Reusability cycles of OPF CNC-AC hydrogel beads

In addition, OPF CNC-AC hydrogel beads showed an excellent result, with 79.98% of paracetamol removal used during the first cycle. However, the percentage removal was reduced to 63.41% during the fifth cycle. Thus, the findings revealed that the OPF CNC-AC hydrogel beads could be reused up to five times, indicating that this adsorbent has strong recyclability, is easily regenerated, and has the potential in wastewater treatment.

Conclusion

In this study, the hydrogel beads were successfully developed from OPF-CNC and commercial AC to remove paracetamol.
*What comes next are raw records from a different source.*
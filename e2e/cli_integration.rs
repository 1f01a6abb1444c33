// e2e/cli_integration.rs — black-box tests of the `bcpack` binary via
// std::process::Command: argument parsing, compress/decompress dispatch,
// stdout mode, suffix stripping, and exit codes.

use std::fs;
use std::io::Write;
use std::path::PathBuf;
use std::process::{Command, Stdio};

use tempfile::TempDir;

fn bcpack_bin() -> PathBuf {
    if let Ok(p) = std::env::var("CARGO_BIN_EXE_bcpack") {
        return PathBuf::from(p);
    }
    let mut p = std::env::current_exe().unwrap();
    p.pop();
    if p.ends_with("deps") {
        p.pop();
    }
    p.push("bcpack");
    p
}

fn make_temp_input() -> (TempDir, PathBuf) {
    let dir = TempDir::new().unwrap();
    let input_path = dir.path().join("input.txt");
    let content = "The quick brown fox jumps over the lazy dog.\n".repeat(200);
    fs::write(&input_path, content).unwrap();
    (dir, input_path)
}

#[test]
fn compress_then_decompress_round_trips_through_files() {
    let (dir, input) = make_temp_input();
    let original = fs::read(&input).unwrap();

    let compressed = dir.path().join("output.bc");
    let status = Command::new(bcpack_bin())
        .args(["-f", input.to_str().unwrap(), compressed.to_str().unwrap()])
        .status()
        .expect("failed to run bcpack compress");
    assert!(status.success());
    assert!(compressed.exists());

    let restored = dir.path().join("restored.txt");
    let status = Command::new(bcpack_bin())
        .args(["-d", "-f", compressed.to_str().unwrap(), restored.to_str().unwrap()])
        .status()
        .expect("failed to run bcpack decompress");
    assert!(status.success());

    let restored_bytes = fs::read(&restored).unwrap();
    assert_eq!(restored_bytes, original);
}

#[test]
fn default_output_name_appends_bc_suffix() {
    let (dir, input) = make_temp_input();
    let status = Command::new(bcpack_bin())
        .arg(input.to_str().unwrap())
        .status()
        .unwrap();
    assert!(status.success());
    assert!(dir.path().join("input.txt.bc").exists());
}

#[test]
fn decompress_strips_bc_suffix_by_default() {
    let (dir, input) = make_temp_input();
    Command::new(bcpack_bin()).arg(input.to_str().unwrap()).status().unwrap();
    let packed = dir.path().join("input.txt.bc");
    assert!(packed.exists());

    let status = Command::new(bcpack_bin())
        .args(["-d", "-f", packed.to_str().unwrap()])
        .status()
        .unwrap();
    assert!(status.success());
    assert!(dir.path().join("input.txt").exists());
}

#[test]
fn stdout_flag_writes_compressed_bytes_to_stdout() {
    let (_dir, input) = make_temp_input();
    let output = Command::new(bcpack_bin())
        .args(["-c", input.to_str().unwrap()])
        .output()
        .unwrap();
    assert!(output.status.success());
    assert_eq!(&output.stdout[0..1], &[0xBCu8]);
}

#[test]
fn reads_from_stdin_when_no_file_given() {
    let mut child = Command::new(bcpack_bin())
        .stdin(Stdio::piped())
        .stdout(Stdio::piped())
        .spawn()
        .unwrap();
    child
        .stdin
        .as_mut()
        .unwrap()
        .write_all(b"hello from stdin, hello from stdin")
        .unwrap();
    let output = child.wait_with_output().unwrap();
    assert!(output.status.success());
    assert_eq!(output.stdout[0], 0xBC);
}

#[test]
fn unrecognized_flag_exits_nonzero() {
    let status = Command::new(bcpack_bin()).args(["--not-a-real-flag"]).status().unwrap();
    assert!(!status.success());
}

#[test]
fn help_flag_exits_zero() {
    let status = Command::new(bcpack_bin()).args(["--help"]).status().unwrap();
    assert!(status.success());
}

#[test]
fn version_flag_exits_zero() {
    let status = Command::new(bcpack_bin()).args(["-V"]).status().unwrap();
    assert!(status.success());
}

#[test]
fn force_flag_overwrites_existing_output_without_prompting() {
    let (dir, input) = make_temp_input();
    let compressed = dir.path().join("output.bc");
    fs::write(&compressed, b"stale contents").unwrap();

    let status = Command::new(bcpack_bin())
        .args(["-f", input.to_str().unwrap(), compressed.to_str().unwrap()])
        .status()
        .unwrap();
    assert!(status.success());
    assert_ne!(fs::read(&compressed).unwrap(), b"stale contents");
}
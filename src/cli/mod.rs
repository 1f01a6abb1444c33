// cli module — thin argument-parsing and file-handling wrapper around the
// core compress/decompress engine.

pub mod arg_utils;
pub mod args;
pub mod constants;
pub mod help;
pub mod run;

pub use args::{parse_args_from, ParsedArgs};
pub use run::run;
The OPF CNC-AC hydrogel beads depended on operational parameters like pH, contact time and the initial paracetamol concentration. The Langmuir, Freundlich, Temkin, and Dubinin-Radushkevich models were used to evaluate the equilibrium adsorption of paracetamol onto OPF CNC-AC hydrogel beads, and the results showed that the Langmuir-1 model suited the experimental data better. The negative value of ∆G proved that paracetamol molecules were spontaneously adsorbed onto the surface of OPF CNC-AC hydrogel beads, and the physical adsorption dominates the adsorption process as was suggested by the adsorption energy determined by the Dubinin-Radushkevich isotherm model. The pseudo-first order, pseudo-second order, Elovich kinetic, and intra-particle diffusion models were used to analyze the adsorption kinetics. It was revealed that the adsorption of paracetamol onto OPF CNC-AC hydrogel beads follows the pseudo-second order model, with the R² higher than 0.99. Besides, the hydrogel beads showed good reusability in at least five successive adsorption/desorption cycles. Thus, OPF CNC-AC hydrogel beads may well be used as a promising low-priced, eco-friendly adsorbent to remove paracetamol from wastewater.